Labour politicians once draped themselves in our flags and did nice campaign videos about how they were allies

His statement was a wilful misinterpretation of a legal ruling — something that a noted human rights lawyer should be decent at. The UK Supreme Court actually said that women discriminated against on the basis of sex get certain protections under the equalities act, while trans women are granted different protections. But somehow this means that his equalities minister is on the radio telling trans women to use the men’s loo.

To be clear, it doesn’t matter what Starmer actually believes, in his heart of hearts, because he obviously stands for nothing. But he does hope we will fall for anything. Including paying lip service to the latest nasty talking point he thinks will poll well. It’s not even enough to parrot his lines and make trans women more afraid to be in public. JK Rowling, who backed For Women Scotland’s legal case to the tune of £70,000, is currently on X calling Starmer a “coward” to his online face.

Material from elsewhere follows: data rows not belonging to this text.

//! Metrics for the response cache.

use std::sync::atomic::{AtomicU64, Ordering};

/// Metrics for monitoring cache performance
#[derive(Debug, Default)]
pub struct CacheMetrics {
    /// Lookups that found a fresh body
    pub hits: AtomicU64,
    /// Lookups that found nothing usable
    pub misses: AtomicU64,
    /// Total cache puts
    pub puts: AtomicU64,
    /// Entries pushed out by the size bound
    pub evictions: AtomicU64,
    /// Expired entries removed
    pub expirations: AtomicU64,
}

impl CacheMetrics {
    pub fn new() -> Self {
        Self::default()
    }

    pub fn record_hit(&self) {
        self.hits.fetch_add(1, Ordering::Relaxed);
        crate::metrics::record_cache_hit();
    }

    pub fn record_miss(&self) {
        self.misses.fetch_add(1, Ordering::Relaxed);
        crate::metrics::record_cache_miss();
    }

    pub fn record_put(&self) {
        self.puts.fetch_add(1, Ordering::Relaxed);
    }

    pub fn record_eviction(&self) {
        self.evictions.fetch_add(1, Ordering::Relaxed);
    }

    pub fn record_expiration(&self) {
        self.expirations.fetch_add(1, Ordering::Relaxed);
    }

    /// Get a snapshot of all metrics
    pub fn snapshot(&self) -> CacheStats {
        let hits = self.hits.load(Ordering::Relaxed);
        let misses = self.misses.load(Ordering::Relaxed);
        let lookups = hits + misses;

        CacheStats {
            hits,
            misses,
            puts: self.puts.load(Ordering::Relaxed),
            evictions: self.evictions.load(Ordering::Relaxed),
            expirations: self.expirations.load(Ordering::Relaxed),
            hit_rate: if lookups > 0 {
                hits as f64 / lookups as f64
            } else {
                0.0
            },
        }
    }

    /// Reset all metrics
    pub fn reset(&self) {
        self.hits.store(0, Ordering::Relaxed);
        self.misses.store(0, Ordering::Relaxed);
        self.puts.store(0, Ordering::Relaxed);
        self.evictions.store(0, Ordering::Relaxed);
        self.expirations.store(0, Ordering::Relaxed);
    }
}

/// Snapshot of cache statistics
#[derive(Debug, Clone, serde::Serialize)]
pub struct CacheStats {
    pub hits: u64,
    pub misses: u64,
    pub puts: u64,
    pub evictions: u64,
    pub expirations: u64,
    /// Hits over all lookups
    pub hit_rate: f64,
}

#[cfg(test)]
mod tests {
    use super::*;

    #[test]
    fn test_hit_rate() {
        let metrics = CacheMetrics::new();
        metrics.record_hit();
        metrics.record_miss();
        metrics.record_miss();
        metrics.record_miss();

        let stats = metrics.snapshot();
        assert_eq!(stats.hits, 1);
        assert_eq!(stats.misses, 3);
        assert!((stats.hit_rate - 0.25).abs() < 0.001);
    }

    #[test]
    fn test_reset() {
        let metrics = CacheMetrics::new();
        metrics.record_put();
        metrics.record_eviction();
        metrics.reset();

        let stats = metrics.snapshot();
        assert_eq!(stats.puts, 0);
        assert_eq!(stats.evictions, 0);
        assert_eq!(stats.hit_rate, 0.0);
    }
}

Can anyone truly believe that a tiny minority of trans women — when just 0.55 per cent of the UK population is any flavour of trans — are simultaneously about to take every women’s job on a board while hogging all the toilet cubicles in Britain? That cis men, the people responsible for the vast majority of violent crime, need to resort to subterfuge to hurt women? Never mind that to assume biological sex is easy to define in humans, let alone in the weird wilds of the natural world, belies a complete misunderstanding of modern science.

Yes, there are exceedingly rare criminal cases involving trans women hurting other women before or after their transition. But there are so many more cases of men hurting women, or indeed women hurting other women. If by this logic we are all damned by the very worst of us, what to make of the case of Nicola Murray, a vocal campaigner against trans-inclusive refuges who had the support of “gender critical” group Fair Play for Women? Murray has just been found guilty of sexually assaulting four children. Are we to assume all campaigners for single-sex spaces are suspicious, now?

It’s laughably easy to poke holes in transphobic culture war logic, which is just good old-fashioned homophobia trying to divide a minority into more friable components. We’re in your bathrooms/schools/culture to hurt you/steal from you/recruit you. Fill in the minority of your choice and delete as appropriate according to your prejudice.

You can easily exhaust yourself trying to explain your right to exist to hateful people. Because it is very hard to logic people out of hate. And hate is a parasite that feeds on fear, and people are — understandably — afraid.

We have the sixth largest economy in the world and yet our citizens feel so starved of resources we allow ourselves to be set against each other by politicians. It is a national shame that all but a tiny elite are just a few missed paychecks away from poverty and homelessness. That it’s hard to get a GP appointment and the bills are racking up.

But it’s not the fault of minorities that everyone’s lives are feeling hard right now. Believing that is to give into the same venal reflex that has let fascism sneak in to struggling nations throughout history.

Human rights are not a zero sum game, but Labour is trying to play a three-card monte with them. They’ve already gone after migrants and disabled people, pitting a them against the us of the ideal “hardworking family”. The LGBTQ+ community was simply the next easy target. They’ll be on to another soon enough.

You can either care when they finally come for you, or act now, refuse to comply in advance, stand in solidarity with people who might look a bit different to you. I think someone even wrote a poem about that once.

A vote for Labour is just another vote for discrimination and intolerance. If you didn’t realise that a year ago, there’s still time. I promise I won’t ever say I told you so again.